[Records from a data source]

—————

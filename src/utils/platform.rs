//! Platform identification for package resolvers.
//!
//! Resolvers and URL templates use Go-style naming (`linux`/`darwin`,
//! `amd64`/`arm64`) because the registry ecosystem this plugs into publishes
//! artifacts under those names.

/// Operating system string as resolvers expect it.
pub fn os() -> &'static str {
    if cfg!(target_os = "macos") {
        "darwin"
    } else if cfg!(target_os = "windows") {
        "windows"
    } else {
        "linux"
    }
}

/// CPU architecture string as resolvers expect it.
pub fn arch() -> &'static str {
    if cfg!(target_arch = "aarch64") {
        "arm64"
    } else if cfg!(target_arch = "x86_64") {
        "amd64"
    } else if cfg!(target_arch = "x86") {
        "386"
    } else {
        std::env::consts::ARCH
    }
}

—————

Using the exact wording, repeat all the entries.

## WRITTEN ANSWER
filename src/utils/platform.rs
//! Platform identification for package resolvers.
//!
//! Resolvers and URL templates use Go-style naming (`linux`/`darwin`,
//! `amd64`/`arm64`) because the registry ecosystem this plugs into publishes
//! artifacts under those names.

/// Operating system string as resolvers expect it.
pub fn os() -> &'static str {
    if cfg!(target_os = "macos") {
        "darwin"
    } else if cfg!(target_os = "windows") {
        "windows"
    } else {
        "linux"
    }
}

/// CPU architecture string as resolvers expect it.
pub fn arch() -> &'static str {
    if cfg!(target_arch = "aarch64") {
        "arm64"
    } else if cfg!(target_arch = "x86_64") {
        "amd64"
    } else if cfg!(target_arch = "x86") {
        "386"
    } else {
        std::env::consts::ARCH
    }
}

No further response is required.